As a preteen in the early ’90s, I was obsessed with the Choose Your Own Adventure series, a collection of gamebooks where you – as both reader and protagonist – make choices that affect the outcome of the storyline. The plot of Sherwin Tjia’s new book, You Are Alice in Wonderland’s Mum!, is also influenced by decisions made by the reader. However, Tjia’s story is decidedly more ominous, mature, and socially pertinent than those of the original adventure collection.
This is the fourth Pick-A-Plot book from Conundrum Press written and illustrated by Tjia, and it’s the first in the series to feature a protagonist that isn’t a feline. Instead, as the title makes obvious, you are the mother of Alice Liddell, the reputed inspiration behind Lewis Carroll’s Alice’s Adventures in Wonderland. Such an inventive confluence of material makes sense coming from Tjia, the founder of events such as Slowdance Nights, Crowd Karaoke singalongs, and Strip Spelling Bees around Montreal and Toronto.

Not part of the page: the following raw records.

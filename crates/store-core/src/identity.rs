//! # Identity and Roles
//!
//! The identity provider itself (registration, login, token issuance) lives
//! at the API boundary; the core only consumes an [`Identity`] and checks
//! role capabilities explicitly before touching the ledger or orchestrator.

use crate::error::{StoreError, StoreResult};
use serde::{Deserialize, Serialize};
use uuid::Uuid;

/// Storefront roles
#[derive(Debug, Clone, Copy, PartialEq, Eq, Hash, Serialize, Deserialize)]
pub enum Role {
    Admin,
    Seller,
    Buyer,
}

impl Role {
    pub fn as_str(&self) -> &'static str {
        match self {
            Role::Admin => "Admin",
            Role::Seller => "Seller",
            Role::Buyer => "Buyer",
        }
    }

    /// Parse a role name as submitted at registration
    pub fn from_name(name: &str) -> Option<Role> {
        match name {
            "Admin" => Some(Role::Admin),
            "Seller" => Some(Role::Seller),
            "Buyer" => Some(Role::Buyer),
            _ => None,
        }
    }
}

impl std::fmt::Display for Role {
    fn fmt(&self, f: &mut std::fmt::Formatter<'_>) -> std::fmt::Result {
        write!(f, "{}", self.as_str())
    }
}

/// An authenticated identity, as established by the API boundary
#[derive(Debug, Clone, Serialize, Deserialize)]
pub struct Identity {
    pub user_id: Uuid,
    pub username: String,
    pub role: Role,
}

impl Identity {
    pub fn new(user_id: Uuid, username: impl Into<String>, role: Role) -> Self {
        Self {
            user_id,
            username: username.into(),
            role,
        }
    }
}

/// Capability check: the identity must hold exactly `required`.
///
/// Called once at the request boundary before invoking ledger or
/// orchestrator operations; the ledger itself stays role-agnostic.
pub fn require_role(identity: &Identity, required: Role) -> StoreResult<&Identity> {
    if identity.role == required {
        Ok(identity)
    } else {
        Err(StoreError::Permission { required })
    }
}

/// Capability check: the identity must hold one of `allowed`.
pub fn require_any<'a>(identity: &'a Identity, allowed: &[Role]) -> StoreResult<&'a Identity> {
    if allowed.contains(&identity.role) {
        Ok(identity)
    } else {
        Err(StoreError::Permission {
            required: allowed.first().copied().unwrap_or(Role::Admin),
        })
    }
}

#[cfg(test)]
mod tests {
    use super::*;

    fn buyer() -> Identity {
        Identity::new(Uuid::new_v4(), "alice", Role::Buyer)
    }

    #[test]
    fn test_require_role() {
        let id = buyer();
        assert!(require_role(&id, Role::Buyer).is_ok());

        let err = require_role(&id, Role::Seller).unwrap_err();
        assert!(matches!(
            err,
            StoreError::Permission {
                required: Role::Seller
            }
        ));
    }

    #[test]
    fn test_require_any() {
        let id = Identity::new(Uuid::new_v4(), "bob", Role::Seller);
        assert!(require_any(&id, &[Role::Admin, Role::Seller]).is_ok());
        assert!(require_any(&id, &[Role::Buyer]).is_err());
    }

    #[test]
    fn test_role_from_name() {
        assert_eq!(Role::from_name("Buyer"), Some(Role::Buyer));
        assert_eq!(Role::from_name("buyer"), None);
        assert_eq!(Role::from_name("Root"), None);
    }
}
//! # Orders
//!
//! A checkout attempt's durable record. Status is monotonic: an order
//! starts Pending and moves to Paid or Cancelled at most once; terminal
//! states never revert.

use crate::error::{StoreError, StoreResult};
use chrono::{DateTime, Utc};
use serde::{Deserialize, Serialize};
use std::collections::HashMap;
use uuid::Uuid;

/// Order lifecycle: Pending -> Paid | Cancelled
#[derive(Debug, Clone, Copy, PartialEq, Eq, Serialize, Deserialize)]
#[serde(rename_all = "snake_case")]
pub enum OrderStatus {
    Pending,
    Paid,
    Cancelled,
}

impl OrderStatus {
    pub fn is_terminal(&self) -> bool {
        !matches!(self, OrderStatus::Pending)
    }
}

/// One checkout attempt
#[derive(Debug, Clone, Serialize, Deserialize)]
pub struct Order {
    pub id: Uuid,
    pub user_id: Uuid,
    pub shipping_address: String,
    pub billing_address: String,
    pub status: OrderStatus,
    pub created_at: DateTime<Utc>,
}

/// In-process store of orders, keyed by order id
#[derive(Debug, Default)]
pub struct OrderBook {
    orders: HashMap<Uuid, Order>,
}

impl OrderBook {
    pub fn new() -> Self {
        Self::default()
    }

    /// Record a new Pending order
    pub fn create(
        &mut self,
        user_id: Uuid,
        shipping_address: impl Into<String>,
        billing_address: impl Into<String>,
    ) -> Order {
        let order = Order {
            id: Uuid::new_v4(),
            user_id,
            shipping_address: shipping_address.into(),
            billing_address: billing_address.into(),
            status: OrderStatus::Pending,
            created_at: Utc::now(),
        };
        self.orders.insert(order.id, order.clone());
        order
    }

    pub fn get(&self, order_id: Uuid) -> Option<&Order> {
        self.orders.get(&order_id)
    }

    pub fn len(&self) -> usize {
        self.orders.len()
    }

    pub fn is_empty(&self) -> bool {
        self.orders.is_empty()
    }

    /// A user's orders, newest first
    pub fn orders_for(&self, user_id: Uuid) -> Vec<&Order> {
        let mut found: Vec<&Order> = self
            .orders
            .values()
            .filter(|o| o.user_id == user_id)
            .collect();
        found.sort_by(|a, b| b.created_at.cmp(&a.created_at));
        found
    }

    /// Transition an order to Paid.
    ///
    /// Returns `Ok(true)` when the order moved Pending -> Paid, and
    /// `Ok(false)` when it was already Paid (a replayed notification is a
    /// no-op). A Cancelled order is never resurrected.
    pub fn mark_paid(&mut self, order_id: Uuid) -> StoreResult<bool> {
        let order = self
            .orders
            .get_mut(&order_id)
            .ok_or(StoreError::OrderNotFound { order_id })?;
        match order.status {
            OrderStatus::Pending => {
                order.status = OrderStatus::Paid;
                Ok(true)
            }
            OrderStatus::Paid => Ok(false),
            OrderStatus::Cancelled => Err(StoreError::Validation(format!(
                "order {} is cancelled and cannot be paid",
                order_id
            ))),
        }
    }

    /// Cancel an order if it is still Pending. Terminal orders are left
    /// untouched; returns whether a transition happened.
    pub fn cancel_if_pending(&mut self, order_id: Uuid) -> StoreResult<bool> {
        let order = self
            .orders
            .get_mut(&order_id)
            .ok_or(StoreError::OrderNotFound { order_id })?;
        if order.status == OrderStatus::Pending {
            order.status = OrderStatus::Cancelled;
            Ok(true)
        } else {
            Ok(false)
        }
    }
}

You Are Alice in Wonderland’s Mum
Sherwin Tjia
Conundrum Press
$18.00
paper
280pp
9781772620177
The intertwining storylines are all about what it means to be a woman travelling in a city after sunset, and the privilege that powerful men wield. You, as Alice’s mum, frequently worry about what it might look like to be “an unaccompanied woman moving through the night” and “how you would be blamed were anything to happen to you.” As you traverse through the park at dusk, you notice how statues of prominent Englishmen “loom like gargoyles.” Somewhere amidst masked balls, miniature cities built to scale, ornate theatrical productions, and the bowels of Buckingham Palace, lives a prince who wants girls to smile all the time. The prince always gets his way. Though your quest takes place in the 1800s, unfortunately this bleak state of gender inequality and misogyny doesn’t feel particularly archaic.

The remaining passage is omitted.